## What you will do
Could you please find each line in the records that contains the word "tracing" and copy it?

"""

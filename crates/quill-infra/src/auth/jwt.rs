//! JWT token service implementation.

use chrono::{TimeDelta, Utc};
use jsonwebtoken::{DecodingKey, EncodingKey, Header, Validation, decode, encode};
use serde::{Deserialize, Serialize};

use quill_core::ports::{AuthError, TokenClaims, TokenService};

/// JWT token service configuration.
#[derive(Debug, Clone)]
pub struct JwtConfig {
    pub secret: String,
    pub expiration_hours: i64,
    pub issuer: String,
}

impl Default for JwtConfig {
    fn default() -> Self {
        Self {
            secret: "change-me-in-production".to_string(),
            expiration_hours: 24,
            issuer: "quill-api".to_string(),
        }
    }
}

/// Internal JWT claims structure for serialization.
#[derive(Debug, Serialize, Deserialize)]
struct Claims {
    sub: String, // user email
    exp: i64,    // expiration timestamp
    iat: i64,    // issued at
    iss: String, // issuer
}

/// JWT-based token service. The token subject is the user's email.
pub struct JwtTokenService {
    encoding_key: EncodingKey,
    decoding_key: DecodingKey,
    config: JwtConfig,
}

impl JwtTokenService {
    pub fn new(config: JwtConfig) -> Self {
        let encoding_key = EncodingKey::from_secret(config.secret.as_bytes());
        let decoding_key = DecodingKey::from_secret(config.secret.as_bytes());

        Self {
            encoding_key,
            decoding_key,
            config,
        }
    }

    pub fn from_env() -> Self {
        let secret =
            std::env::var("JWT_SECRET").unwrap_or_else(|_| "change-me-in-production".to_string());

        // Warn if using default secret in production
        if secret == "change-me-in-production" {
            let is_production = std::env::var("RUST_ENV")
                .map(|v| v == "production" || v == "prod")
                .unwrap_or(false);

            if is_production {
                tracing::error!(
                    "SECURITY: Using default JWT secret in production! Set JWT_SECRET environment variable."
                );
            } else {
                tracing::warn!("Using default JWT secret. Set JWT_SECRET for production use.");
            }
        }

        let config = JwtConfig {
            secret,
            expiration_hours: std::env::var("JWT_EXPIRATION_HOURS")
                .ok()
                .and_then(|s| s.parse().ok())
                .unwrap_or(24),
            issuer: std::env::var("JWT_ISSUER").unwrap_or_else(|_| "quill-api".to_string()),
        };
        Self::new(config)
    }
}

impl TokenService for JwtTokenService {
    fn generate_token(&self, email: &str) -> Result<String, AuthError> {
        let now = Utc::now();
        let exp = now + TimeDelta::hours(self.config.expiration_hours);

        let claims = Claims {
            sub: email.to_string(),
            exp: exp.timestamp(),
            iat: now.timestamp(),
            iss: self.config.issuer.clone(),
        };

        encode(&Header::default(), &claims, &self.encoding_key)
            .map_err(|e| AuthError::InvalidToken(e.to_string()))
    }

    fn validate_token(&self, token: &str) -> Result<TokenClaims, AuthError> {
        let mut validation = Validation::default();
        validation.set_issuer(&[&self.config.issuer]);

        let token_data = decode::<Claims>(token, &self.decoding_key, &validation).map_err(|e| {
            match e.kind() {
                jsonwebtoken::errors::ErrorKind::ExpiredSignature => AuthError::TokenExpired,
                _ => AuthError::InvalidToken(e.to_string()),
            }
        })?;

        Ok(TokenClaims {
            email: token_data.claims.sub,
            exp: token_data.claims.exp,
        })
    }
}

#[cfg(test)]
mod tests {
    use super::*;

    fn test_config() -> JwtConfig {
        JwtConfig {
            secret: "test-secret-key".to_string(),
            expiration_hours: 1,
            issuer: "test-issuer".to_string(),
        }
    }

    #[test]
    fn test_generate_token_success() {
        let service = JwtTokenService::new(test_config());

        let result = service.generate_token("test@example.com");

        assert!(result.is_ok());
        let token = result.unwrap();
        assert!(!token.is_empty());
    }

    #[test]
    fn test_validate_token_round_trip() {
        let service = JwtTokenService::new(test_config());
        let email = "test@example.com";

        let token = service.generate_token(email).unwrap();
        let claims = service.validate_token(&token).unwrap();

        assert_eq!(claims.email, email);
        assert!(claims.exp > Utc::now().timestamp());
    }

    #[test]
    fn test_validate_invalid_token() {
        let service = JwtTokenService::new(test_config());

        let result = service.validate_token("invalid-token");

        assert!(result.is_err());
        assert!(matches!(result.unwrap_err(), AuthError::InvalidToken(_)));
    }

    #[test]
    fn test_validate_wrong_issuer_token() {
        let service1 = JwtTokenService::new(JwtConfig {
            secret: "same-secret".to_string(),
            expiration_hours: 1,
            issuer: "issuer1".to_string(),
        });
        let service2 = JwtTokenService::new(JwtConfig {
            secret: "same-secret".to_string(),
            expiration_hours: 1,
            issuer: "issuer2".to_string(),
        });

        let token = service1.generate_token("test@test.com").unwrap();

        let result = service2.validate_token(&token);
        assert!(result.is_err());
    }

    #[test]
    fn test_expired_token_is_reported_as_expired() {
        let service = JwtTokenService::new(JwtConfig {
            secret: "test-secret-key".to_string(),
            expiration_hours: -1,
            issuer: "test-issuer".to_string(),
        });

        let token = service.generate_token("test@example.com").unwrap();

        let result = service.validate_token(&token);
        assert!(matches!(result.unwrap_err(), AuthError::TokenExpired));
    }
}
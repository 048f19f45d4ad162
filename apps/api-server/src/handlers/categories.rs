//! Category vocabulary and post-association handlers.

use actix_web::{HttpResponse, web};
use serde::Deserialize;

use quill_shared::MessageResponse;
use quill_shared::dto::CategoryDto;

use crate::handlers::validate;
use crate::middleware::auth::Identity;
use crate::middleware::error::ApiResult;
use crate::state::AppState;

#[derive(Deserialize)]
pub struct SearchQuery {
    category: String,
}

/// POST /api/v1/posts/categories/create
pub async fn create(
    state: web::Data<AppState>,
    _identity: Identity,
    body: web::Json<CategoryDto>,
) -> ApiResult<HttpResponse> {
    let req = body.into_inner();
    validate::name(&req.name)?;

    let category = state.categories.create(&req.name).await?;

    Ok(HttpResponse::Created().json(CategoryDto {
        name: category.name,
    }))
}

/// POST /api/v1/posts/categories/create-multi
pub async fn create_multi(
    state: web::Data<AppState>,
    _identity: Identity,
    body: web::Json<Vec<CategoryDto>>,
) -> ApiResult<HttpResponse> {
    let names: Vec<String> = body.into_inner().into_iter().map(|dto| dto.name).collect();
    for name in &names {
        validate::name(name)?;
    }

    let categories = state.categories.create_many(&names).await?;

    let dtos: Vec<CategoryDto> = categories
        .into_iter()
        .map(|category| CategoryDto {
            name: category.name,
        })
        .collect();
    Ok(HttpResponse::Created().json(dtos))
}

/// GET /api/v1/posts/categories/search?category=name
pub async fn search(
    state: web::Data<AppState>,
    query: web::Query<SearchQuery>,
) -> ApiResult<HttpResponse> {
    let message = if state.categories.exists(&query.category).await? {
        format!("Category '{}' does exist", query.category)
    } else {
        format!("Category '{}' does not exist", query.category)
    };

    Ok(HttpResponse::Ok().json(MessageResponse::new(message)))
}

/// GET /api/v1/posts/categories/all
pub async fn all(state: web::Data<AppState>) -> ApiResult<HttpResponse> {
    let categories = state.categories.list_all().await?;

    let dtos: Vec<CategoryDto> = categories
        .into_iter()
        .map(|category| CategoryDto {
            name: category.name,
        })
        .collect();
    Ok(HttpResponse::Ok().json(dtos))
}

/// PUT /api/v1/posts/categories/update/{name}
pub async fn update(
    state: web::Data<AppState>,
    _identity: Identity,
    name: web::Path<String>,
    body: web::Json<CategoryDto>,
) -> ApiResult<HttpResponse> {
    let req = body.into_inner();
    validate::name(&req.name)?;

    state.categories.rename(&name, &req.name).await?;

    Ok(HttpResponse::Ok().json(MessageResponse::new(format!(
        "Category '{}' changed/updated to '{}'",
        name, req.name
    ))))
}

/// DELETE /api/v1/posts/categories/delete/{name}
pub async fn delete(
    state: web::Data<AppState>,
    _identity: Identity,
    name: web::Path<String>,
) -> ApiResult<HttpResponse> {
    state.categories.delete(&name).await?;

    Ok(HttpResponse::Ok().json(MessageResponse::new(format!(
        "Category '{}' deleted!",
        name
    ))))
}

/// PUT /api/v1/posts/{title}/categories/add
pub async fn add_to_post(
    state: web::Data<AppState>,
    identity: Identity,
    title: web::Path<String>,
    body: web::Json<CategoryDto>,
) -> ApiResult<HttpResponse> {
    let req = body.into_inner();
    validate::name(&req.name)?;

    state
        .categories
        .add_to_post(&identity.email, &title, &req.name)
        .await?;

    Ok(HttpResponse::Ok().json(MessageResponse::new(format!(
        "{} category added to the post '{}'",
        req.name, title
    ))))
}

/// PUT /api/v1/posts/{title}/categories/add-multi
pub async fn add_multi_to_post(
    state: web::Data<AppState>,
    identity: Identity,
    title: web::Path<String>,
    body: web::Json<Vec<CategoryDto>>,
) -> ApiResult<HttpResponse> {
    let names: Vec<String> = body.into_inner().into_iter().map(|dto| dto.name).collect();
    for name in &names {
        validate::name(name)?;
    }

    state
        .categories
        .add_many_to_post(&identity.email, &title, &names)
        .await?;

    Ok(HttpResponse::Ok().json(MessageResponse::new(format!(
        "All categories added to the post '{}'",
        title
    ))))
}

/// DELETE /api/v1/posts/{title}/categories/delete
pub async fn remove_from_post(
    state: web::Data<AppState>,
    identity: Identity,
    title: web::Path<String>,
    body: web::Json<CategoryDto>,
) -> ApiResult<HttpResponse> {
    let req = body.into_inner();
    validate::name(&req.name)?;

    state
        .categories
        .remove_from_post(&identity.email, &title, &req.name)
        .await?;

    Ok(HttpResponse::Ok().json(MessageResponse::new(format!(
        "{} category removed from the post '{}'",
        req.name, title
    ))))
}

"""

## Expected answer
                tracing::error!(
                tracing::warn!("Using default JWT secret. Set JWT_SECRET for production use.");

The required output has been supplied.